● **WORK TO COMPLETE**
The full set of entries needs to be reproduced exactly.

START TASK DATA

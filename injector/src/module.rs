//! Modules: ordered lists of provider declarations.

use crate::instance::Instance;
use crate::invocation::{Factory, Type};
use crate::provider::{Payload, Provider};
use std::any::Any;

#[derive(Debug, Clone)]
pub(crate) enum Declaration {
  /// Validated into a provider when the container is built.
  Definition {
    name: String,
    kind: String,
    payload: Payload,
  },
  /// Taken verbatim.
  Provider(Provider),
}

/// An ordered, append-only list of provider declarations.
///
/// Later declarations shadow earlier ones of the same name. A module with an export list
/// (see [`Module::export`]) is private: the container builds it into its own sub-container
/// and only the exported names are visible from outside.
///
/// ```
/// use fibre_injector::{injectable, Container, Instance, Module};
///
/// let module = Module::new()
///   .value("greeting", String::from("hello"))
///   .factory("shout", injectable!(|greeting: String| Instance::new(greeting.to_uppercase())));
///
/// let container = Container::new(module).unwrap();
/// assert_eq!(*container.resolve::<String>("shout").unwrap(), "HELLO");
/// ```
#[derive(Debug, Clone, Default)]
pub struct Module {
  declarations: Vec<Declaration>,
  exports: Option<Vec<String>>,
  modules: Vec<Module>,
}

impl Module {
  pub fn new() -> Self {
    Self::default()
  }

  /// Declares a constant value.
  pub fn value<T: Any + Send + Sync>(self, name: impl Into<String>, value: T) -> Self {
    self.instance(name, Instance::new(value))
  }

  /// Declares a constant that is already an [`Instance`].
  pub fn instance(self, name: impl Into<String>, instance: Instance) -> Self {
    self.register("value", name, Payload::Value(instance))
  }

  pub fn factory(self, name: impl Into<String>, factory: Factory) -> Self {
    self.register("factory", name, Payload::Factory(factory))
  }

  pub fn ty(self, name: impl Into<String>, ty: Type) -> Self {
    self.register("type", name, Payload::Type(ty))
  }

  /// Declares a provider by kind name.
  ///
  /// The kind and payload are only checked when a container consumes the module, which
  /// then fails with [`Error::UnknownProviderKind`](crate::Error::UnknownProviderKind) or
  /// [`Error::NotCallable`](crate::Error::NotCallable).
  pub fn register(mut self, kind: &str, name: impl Into<String>, payload: Payload) -> Self {
    self.declarations.push(Declaration::Definition {
      name: name.into(),
      kind: kind.to_owned(),
      payload,
    });
    self
  }

  /// Adds a ready-made provider as is.
  pub fn provider(mut self, provider: Provider) -> Self {
    self.declarations.push(Declaration::Provider(provider));
    self
  }

  /// Makes this module private, exposing only `names` to the enclosing container.
  pub fn export<I, S>(mut self, names: I) -> Self
  where
    I: IntoIterator<Item = S>,
    S: Into<String>,
  {
    self
      .exports
      .get_or_insert_with(Vec::new)
      .extend(names.into_iter().map(Into::into));
    self
  }

  /// Loads another module alongside this one, ahead of its own declarations.
  ///
  /// For a private module the included module lands in the private container too.
  pub fn include(mut self, module: Module) -> Self {
    self.modules.push(module);
    self
  }

  pub fn is_private(&self) -> bool {
    self.exports.is_some()
  }

  pub fn len(&self) -> usize {
    self.declarations.len()
  }

  pub fn is_empty(&self) -> bool {
    self.declarations.is_empty()
  }

  /// The included modules and this module's own declarations.
  pub(crate) fn into_parts(self) -> (Vec<Module>, Vec<Declaration>) {
    (self.modules, self.declarations)
  }

  /// Splits a private module into its export list and the modules its private container
  /// is built from: the included modules first, then its own declarations.
  /// A public module is handed back unchanged.
  pub(crate) fn split_private(self) -> Result<(Vec<String>, Vec<Module>), Module> {
    if self.exports.is_none() {
      return Err(self);
    }
    let exports = self.exports.unwrap_or_default();
    let own = Module {
      declarations: self.declarations,
      exports: None,
      modules: Vec::new(),
    };
    let mut modules = self.modules;
    modules.push(own);
    Ok((exports, modules))
  }
}

/// Anything a container can be built from: one module or several.
pub trait IntoModules {
  fn into_modules(self) -> Vec<Module>;
}

impl IntoModules for Module {
  fn into_modules(self) -> Vec<Module> {
    vec![self]
  }
}

impl IntoModules for Vec<Module> {
  fn into_modules(self) -> Vec<Module> {
    self
  }
}

impl<const N: usize> IntoModules for [Module; N] {
  fn into_modules(self) -> Vec<Module> {
    self.into()
  }
}

impl IntoModules for () {
  fn into_modules(self) -> Vec<Module> {
    Vec::new()
  }
}
//! Public macros for declaring injectables and resolving services.

/// Builds a [`Factory`](crate::Factory) whose dependency names are taken from the closure
/// parameter names.
///
/// Each parameter `name: T` is bound to an `Arc<T>` resolved from the dependency `"name"`.
/// Write `param @ "other": T` to inject `"other"` into `param`. The body must evaluate to
/// an [`Instance`](crate::Instance); `?` may be used inside it.
///
/// # Examples
///
/// ```
/// use fibre_injector::{injectable, Container, Instance, Module};
///
/// let module = Module::new()
///   .value("host", String::from("localhost"))
///   .value("port", 8080_u16)
///   .factory("address", injectable!(|host: String, port: u16| {
///     Instance::new(format!("{}:{}", host, port))
///   }))
///   .factory("banner", injectable!(|addr @ "address": String| {
///     Instance::new(format!("listening on {}", addr))
///   }));
///
/// let container = Container::new(module).unwrap();
/// assert_eq!(*container.resolve::<String>("banner").unwrap(), "listening on localhost:8080");
/// ```
#[macro_export]
macro_rules! injectable {
  (@name $param:ident @ $alias:literal) => {
    $alias
  };

  (@name $param:ident) => {
    stringify!($param)
  };

  (|| $body:expr) => {
    $crate::Factory::new(move |_: &$crate::Arguments<'_>| ::std::result::Result::Ok($body))
  };

  (| $( $param:ident $(@ $alias:literal)? : $ty:ty ),* $(,)? | $body:expr) => {{
    let names: ::std::vec::Vec<&'static str> =
      ::std::vec![ $( $crate::injectable!(@name $param $(@ $alias)?) ),* ];
    $crate::Factory::new(move |args: &$crate::Arguments<'_>| {
      let mut index = 0_usize;
      $(
        let $param: ::std::sync::Arc<$ty> = args.get::<$ty>(index)?;
        index += 1;
      )*
      let _ = index;
      ::std::result::Result::Ok($body)
    })
    .inject(names)
  }};
}

/// Resolves a service from a container, downcast to the given type.
///
/// This is the panicking counterpart of [`Container::resolve`](crate::Container::resolve),
/// meant for wiring code where a missing service is a programming error.
///
/// # Panics
///
/// Panics if the service cannot be resolved or has a different type.
///
/// # Examples
///
/// ```
/// use fibre_injector::{resolve, Container, Module};
///
/// let container = Container::new(Module::new().value("answer", 42_u32)).unwrap();
/// let answer = resolve!(container, u32, "answer");
/// assert_eq!(*answer, 42);
/// ```
#[macro_export]
macro_rules! resolve {
  ($container:expr, $type:ty, $name:expr) => {{
    let name: &str = $name;
    $container
      .resolve::<$type>(name)
      .unwrap_or_else(|error| {
        panic!(
          "Failed to resolve required service '{}' as {}: {}",
          name,
          std::any::type_name::<$type>(),
          error
        )
      })
  }};
}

END TASK DATA

● **ANSWER**
filename injector/src/module.rs
//! Modules: ordered lists of provider declarations.

use crate::instance::Instance;
use crate::invocation::{Factory, Type};
use crate::provider::{Payload, Provider};
use std::any::Any;

#[derive(Debug, Clone)]
pub(crate) enum Declaration {
  /// Validated into a provider when the container is built.
  Definition {
    name: String,
    kind: String,
    payload: Payload,
  },
  /// Taken verbatim.
  Provider(Provider),
}

/// An ordered, append-only list of provider declarations.
///
/// Later declarations shadow earlier ones of the same name. A module with an export list
/// (see [`Module::export`]) is private: the container builds it into its own sub-container
/// and only the exported names are visible from outside.
///
/// ```
/// use fibre_injector::{injectable, Container, Instance, Module};
///
/// let module = Module::new()
///   .value("greeting", String::from("hello"))
///   .factory("shout", injectable!(|greeting: String| Instance::new(greeting.to_uppercase())));
///
/// let container = Container::new(module).unwrap();
/// assert_eq!(*container.resolve::<String>("shout").unwrap(), "HELLO");
/// ```
#[derive(Debug, Clone, Default)]
pub struct Module {
  declarations: Vec<Declaration>,
  exports: Option<Vec<String>>,
  modules: Vec<Module>,
}

impl Module {
  pub fn new() -> Self {
    Self::default()
  }

  /// Declares a constant value.
  pub fn value<T: Any + Send + Sync>(self, name: impl Into<String>, value: T) -> Self {
    self.instance(name, Instance::new(value))
  }

  /// Declares a constant that is already an [`Instance`].
  pub fn instance(self, name: impl Into<String>, instance: Instance) -> Self {
    self.register("value", name, Payload::Value(instance))
  }

  pub fn factory(self, name: impl Into<String>, factory: Factory) -> Self {
    self.register("factory", name, Payload::Factory(factory))
  }

  pub fn ty(self, name: impl Into<String>, ty: Type) -> Self {
    self.register("type", name, Payload::Type(ty))
  }

  /// Declares a provider by kind name.
  ///
  /// The kind and payload are only checked when a container consumes the module, which
  /// then fails with [`Error::UnknownProviderKind`](crate::Error::UnknownProviderKind) or
  /// [`Error::NotCallable`](crate::Error::NotCallable).
  pub fn register(mut self, kind: &str, name: impl Into<String>, payload: Payload) -> Self {
    self.declarations.push(Declaration::Definition {
      name: name.into(),
      kind: kind.to_owned(),
      payload,
    });
    self
  }

  /// Adds a ready-made provider as is.
  pub fn provider(mut self, provider: Provider) -> Self {
    self.declarations.push(Declaration::Provider(provider));
    self
  }

  /// Makes this module private, exposing only `names` to the enclosing container.
  pub fn export<I, S>(mut self, names: I) -> Self
  where
    I: IntoIterator<Item = S>,
    S: Into<String>,
  {
    self
      .exports
      .get_or_insert_with(Vec::new)
      .extend(names.into_iter().map(Into::into));
    self
  }

  /// Loads another module alongside this one, ahead of its own declarations.
  ///
  /// For a private module the included module lands in the private container too.
  pub fn include(mut self, module: Module) -> Self {
    self.modules.push(module);
    self
  }

  pub fn is_private(&self) -> bool {
    self.exports.is_some()
  }

  pub fn len(&self) -> usize {
    self.declarations.len()
  }

  pub fn is_empty(&self) -> bool {
    self.declarations.is_empty()
  }

  /// The included modules and this module's own declarations.
  pub(crate) fn into_parts(self) -> (Vec<Module>, Vec<Declaration>) {
    (self.modules, self.declarations)
  }

  /// Splits a private module into its export list and the modules its private container
  /// is built from: the included modules first, then its own declarations.
  /// A public module is handed back unchanged.
  pub(crate) fn split_private(self) -> Result<(Vec<String>, Vec<Module>), Module> {
    if self.exports.is_none() {
      return Err(self);
    }
    let exports = self.exports.unwrap_or_default();
    let own = Module {
      declarations: self.declarations,
      exports: None,
      modules: Vec::new(),
    };
    let mut modules = self.modules;
    modules.push(own);
    Ok((exports, modules))
  }
}

/// Anything a container can be built from: one module or several.
pub trait IntoModules {
  fn into_modules(self) -> Vec<Module>;
}

impl IntoModules for Module {
  fn into_modules(self) -> Vec<Module> {
    vec![self]
  }
}

impl IntoModules for Vec<Module> {
  fn into_modules(self) -> Vec<Module> {
    self
  }
}

impl<const N: usize> IntoModules for [Module; N] {
  fn into_modules(self) -> Vec<Module> {
    self.into()
  }
}

impl IntoModules for () {
  fn into_modules(self) -> Vec<Module> {
    Vec::new()
  }
}
//! Public macros for declaring injectables and resolving services.

/// Builds a [`Factory`](crate::Factory) whose dependency names are taken from the closure
/// parameter names.
///
/// Each parameter `name: T` is bound to an `Arc<T>` resolved from the dependency `"name"`.
/// Write `param @ "other": T` to inject `"other"` into `param`. The body must evaluate to
/// an [`Instance`](crate::Instance); `?` may be used inside it.
///
/// # Examples
///
/// ```
/// use fibre_injector::{injectable, Container, Instance, Module};
///
/// let module = Module::new()
///   .value("host", String::from("localhost"))
///   .value("port", 8080_u16)
///   .factory("address", injectable!(|host: String, port: u16| {
///     Instance::new(format!("{}:{}", host, port))
///   }))
///   .factory("banner", injectable!(|addr @ "address": String| {
///     Instance::new(format!("listening on {}", addr))
///   }));
///
/// let container = Container::new(module).unwrap();
/// assert_eq!(*container.resolve::<String>("banner").unwrap(), "listening on localhost:8080");
/// ```
#[macro_export]
macro_rules! injectable {
  (@name $param:ident @ $alias:literal) => {
    $alias
  };

  (@name $param:ident) => {
    stringify!($param)
  };

  (|| $body:expr) => {
    $crate::Factory::new(move |_: &$crate::Arguments<'_>| ::std::result::Result::Ok($body))
  };

  (| $( $param:ident $(@ $alias:literal)? : $ty:ty ),* $(,)? | $body:expr) => {{
    let names: ::std::vec::Vec<&'static str> =
      ::std::vec![ $( $crate::injectable!(@name $param $(@ $alias)?) ),* ];
    $crate::Factory::new(move |args: &$crate::Arguments<'_>| {
      let mut index = 0_usize;
      $(
        let $param: ::std::sync::Arc<$ty> = args.get::<$ty>(index)?;
        index += 1;
      )*
      let _ = index;
      ::std::result::Result::Ok($body)
    })
    .inject(names)
  }};
}

/// Resolves a service from a container, downcast to the given type.
///
/// This is the panicking counterpart of [`Container::resolve`](crate::Container::resolve),
/// meant for wiring code where a missing service is a programming error.
///
/// # Panics
///
/// Panics if the service cannot be resolved or has a different type.
///
/// # Examples
///
/// ```
/// use fibre_injector::{resolve, Container, Module};
///
/// let container = Container::new(Module::new().value("answer", 42_u32)).unwrap();
/// let answer = resolve!(container, u32, "answer");
/// assert_eq!(*answer, 42);
/// ```
#[macro_export]
macro_rules! resolve {
  ($container:expr, $type:ty, $name:expr) => {{
    let name: &str = $name;
    $container
      .resolve::<$type>(name)
      .unwrap_or_else(|error| {
        panic!(
          "Failed to resolve required service '{}' as {}: {}",
          name,
          std::any::type_name::<$type>(),
          error
        )
      })
  }};
}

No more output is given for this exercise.